We toured the Sotexki fabric plant to get an idea of the state of area industry. It is one of the multinationals still operating here, but in a much smaller capacity than in its heyday. Where once thousands of workers spun cotton into fabric, now the work is carried on by 200 or less. There are very few of these kinds of jobs for youth looking for employment.

Pizza for supper! 
I was grateful to a return to the good old fashioned comfort food I love so much. Fr. Giovanni is a missionary from Italy who knows how to make it right. He talked to a friend who owns a restaurant, borrowed his kitchen and ovens, donned a chef’s cap and baked us a feast as we sat in the (relative) cool of the evening and leisurely gabbed.

-Fr. Steve

US provincial continues to learn more about Congo and its people

SCJs pray at the tomb of the martyrs in Kisangani.

SCJs pray at the tomb of the martyrs in Kisangani.

Fr. Stephen Hufstetter continues to share his journal entries from his visit to the Democratic Republic of Congo for the commemoration of two 50th anniversaries: that of the deaths of 28 SCJ martyrs in Congo, and the 50th anniversary of the establishment of the Congolese Province. 

Monday 24

We’ve heard reports that back in the States heavy snows have snarled traffic and changed travel plans for many people this week. Ice and snow are the last thing on my mind as temperatures climb into the 90s most days in Congo. The issue here is rain and its effect on roads. Outside of the city, none of the roads are paved. We were supposed to travel east to the area of Wamba, where a  ceremony will commemorate the large group of SCJ martyrs who lost their lives there on the 26th. But roads are a muddy mess, and cars and jeeps that have attempted the trip have gotten bogged down or had to turn back.

After many days on the go, a slower day to read and take a long nap was greatly appreciated. The sidewalks outside our rooms were busy with visitors who took the opportunity to see Fr. Claude and Fr. Francois after their homecoming of many years.

Fr. Zenon (right) helping in the fields

Fr. Zenon (right) helping in the fields

Fr. Zenon, the Congolese provincial and I sat down to discuss ways we can collaborate with one another. His province is quite pleased that we offer an English as a Second Language program in Hales Corners. He wants to continue to send men there in summers because English is becoming more and more useful as the international language, especially in the congregation. The U.S. Province is also sponsoring one Congolese member for continuing theological education. While studies in a different country are a difficult undertaking they see it as a way to help their province train experts in fields they need to support their works.

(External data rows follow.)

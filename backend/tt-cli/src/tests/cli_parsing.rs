use crate::Cli;
use crate::commands::{Commands, ConflictChoice, ReviewStatus};
use crate::ticket_commands::TicketCommands;

use clap::Parser;
use googletest::assert_that;
use googletest::prelude::*;
use uuid::Uuid;

const TICKET: &str = "8f9a5a52-0c8e-4a55-9a53-0d7d1c2b6e11";

#[test]
fn given_start_with_switch_when_parsed_then_conflict_choice_is_set() {
    // When
    let cli = Cli::try_parse_from([
        "tt",
        "start",
        TICKET,
        "--work-type",
        "remote_support",
        "--on-conflict",
        "switch",
        "--stop-description",
        "Handing over to the network team",
    ])
    .unwrap();

    // Then
    let Commands::Start {
        ticket_id,
        work_type,
        on_conflict,
        stop_description,
        non_billable,
        ..
    } = cli.command
    else {
        panic!("expected start");
    };
    assert_that!(ticket_id, eq(Uuid::parse_str(TICKET).unwrap()));
    assert_eq!(work_type.as_deref(), Some("remote_support"));
    assert_that!(on_conflict, some(eq(ConflictChoice::Switch)));
    assert!(stop_description.is_some());
    assert_that!(non_billable, eq(false));
}

#[test]
fn given_global_flags_after_subcommand_when_parsed_then_they_apply() {
    // When
    let cli = Cli::try_parse_from(["tt", "status", "--pretty", "--user", TICKET]).unwrap();

    // Then
    assert_that!(cli.pretty, eq(true));
    assert_that!(cli.user, some(eq(Uuid::parse_str(TICKET).unwrap())));
    assert_that!(cli.company, none());
    assert!(matches!(cli.command, Commands::Status));
}

#[test]
fn given_stop_flags_when_parsed_then_overrides_are_collected() {
    // When
    let cli = Cli::try_parse_from([
        "tt",
        "stop",
        TICKET,
        "--description",
        "Reset VPN profile",
        "--non-billable",
        "--no-comment",
    ])
    .unwrap();

    // Then
    let Commands::Stop { settings, .. } = cli.command else {
        panic!("expected stop");
    };
    assert_eq!(settings.description.as_deref(), Some("Reset VPN profile"));
    assert_that!(settings.non_billable, eq(true));
    assert_that!(settings.no_comment, eq(true));
    assert_that!(settings.preview, eq(false));
}

#[test]
fn given_manual_times_when_parsed_then_rfc3339_is_accepted() {
    // When
    let cli = Cli::try_parse_from([
        "tt",
        "manual",
        TICKET,
        "--started-at",
        "2026-03-02T06:00:00Z",
        "--ended-at",
        "2026-03-02T07:30:00+00:00",
        "--paused-minutes",
        "30",
        "--description",
        "Server patching",
    ])
    .unwrap();

    // Then
    let Commands::Manual {
        started_at,
        ended_at,
        paused_minutes,
        ..
    } = cli.command
    else {
        panic!("expected manual");
    };
    assert_that!((ended_at - started_at).num_minutes(), eq(90));
    assert_that!(paused_minutes, eq(30));
}

#[test]
fn given_bad_timestamp_when_parsed_then_error() {
    // When
    let result = Cli::try_parse_from([
        "tt",
        "manual",
        TICKET,
        "--started-at",
        "yesterday",
        "--ended-at",
        "2026-03-02T07:30:00Z",
        "--description",
        "Server patching",
    ]);

    // Then
    assert!(result.is_err());
}

#[test]
fn given_unknown_conflict_choice_when_parsed_then_error() {
    let result = Cli::try_parse_from(["tt", "start", TICKET, "--on-conflict", "merge"]);

    assert!(result.is_err());
}

#[test]
fn given_review_and_ticket_commands_when_parsed_then_subcommands_match() {
    let review =
        Cli::try_parse_from(["tt", "review", TICKET, "--status", "approved"]).unwrap();
    let add = Cli::try_parse_from([
        "tt",
        "ticket",
        "add",
        "--subject",
        "Email down",
        "--priority",
        "critical",
    ])
    .unwrap();

    assert!(matches!(
        review.command,
        Commands::Review {
            status: ReviewStatus::Approved,
            ..
        }
    ));
    assert!(matches!(
        add.command,
        Commands::Ticket {
            action: TicketCommands::Add { id: None, .. }
        }
    ));
}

We also talked of finances. Monies from our  donors in the States go much further in a developing nation such as Congo. In schools that struggle mightily to teach the basics, $50 a month is the salary for an average teacher. Besides social projects, a lot of our financial help keeps the formation programs for our seminarians going.

Tuesday 25

With our travel plans east still canceled with impassable roads we were able to make a trip of 120 kilometers to the north on red dirt roads to the village of Banalia. This was one of the early SCJ missions staffed by the Dutch Province;  Fr. Hermann Bisshops, SCJ, was killed there on this day in 1964.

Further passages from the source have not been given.